[Exercise data]

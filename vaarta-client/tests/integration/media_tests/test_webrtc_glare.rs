use std::time::Duration;
use vaarta_client::{MediaEvent, MediaPeer, NegotiationState};
use vaarta_core::SignalMessage;
use webrtc::peer_connection::signaling_state::RTCSignalingState;

use super::webrtc_session;
use crate::integration::negotiation_tests::description;
use crate::integration::{init_tracing, ordered_ids};

#[tokio::test]
async fn test_glare_loser_answers_over_webrtc() {
    init_tracing();

    let (low, high) = ordered_ids();
    let (mut winner, winner_peer, _winner_events) = webrtc_session(low, high).await;
    let (mut loser, loser_peer, mut loser_events) = webrtc_session(high, low).await;

    let winner_offer = description(&winner.start_call().await.unwrap()[0]);
    let loser_offer = description(&loser.start_call().await.unwrap()[0]);
    assert_eq!(
        loser_peer.peer_connection().await.signaling_state(),
        RTCSignalingState::HaveLocalOffer
    );

    let outbox = loser.receive_offer(low, winner_offer).await.unwrap();
    assert!(matches!(outbox[0], SignalMessage::CallAnswer { .. }));
    assert_eq!(loser.state(), NegotiationState::Connected);
    assert_eq!(
        loser_peer.peer_connection().await.signaling_state(),
        RTCSignalingState::Stable
    );

    assert!(winner.receive_offer(high, loser_offer).await.unwrap().is_empty());
    winner
        .receive_answer(high, description(&outbox[0]))
        .await
        .unwrap();
    assert_eq!(winner.state(), NegotiationState::Connected);
    assert_eq!(
        winner_peer.peer_connection().await.signaling_state(),
        RTCSignalingState::Stable
    );

    tokio::time::sleep(Duration::from_millis(50)).await;
    while let Ok((_, event)) = loser_events.try_recv() {
        assert_ne!(event, MediaEvent::ConnectionLost);
    }

    winner_peer.close().await.unwrap();
    loser_peer.close().await.unwrap();
}

#[tokio::test]
async fn test_renegotiation_glare_loser_answers_over_webrtc() {
    init_tracing();

    let (low, high) = ordered_ids();
    let (mut winner, winner_peer, _winner_events) = webrtc_session(low, high).await;
    let (mut loser, loser_peer, _loser_events) = webrtc_session(high, low).await;

    let offer = description(&winner.start_call().await.unwrap()[0]);
    let answer = description(&loser.receive_offer(low, offer).await.unwrap()[0]);
    winner.receive_answer(high, answer).await.unwrap();

    let winner_renego = description(&winner.negotiation_needed().await.unwrap()[0]);
    let loser_renego = description(&loser.negotiation_needed().await.unwrap()[0]);

    let outbox = loser
        .receive_renego_offer(low, winner_renego)
        .await
        .unwrap();
    assert!(matches!(outbox[0], SignalMessage::RenegoAnswer { .. }));
    assert_eq!(loser.state(), NegotiationState::Connected);

    assert!(winner.receive_renego_offer(high, loser_renego).await.unwrap().is_empty());
    winner
        .receive_renego_answer(high, description(&outbox[0]))
        .await
        .unwrap();

    assert_eq!(winner.state(), NegotiationState::Connected);
    assert_eq!(
        winner_peer.peer_connection().await.signaling_state(),
        RTCSignalingState::Stable
    );
    assert_eq!(
        loser_peer.peer_connection().await.signaling_state(),
        RTCSignalingState::Stable
    );

    winner_peer.close().await.unwrap();
    loser_peer.close().await.unwrap();
}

[/Exercise data]

Exercise objective:
Go through the records and count the lines that include the string "matches"; state that number alone.

Result for this task:
2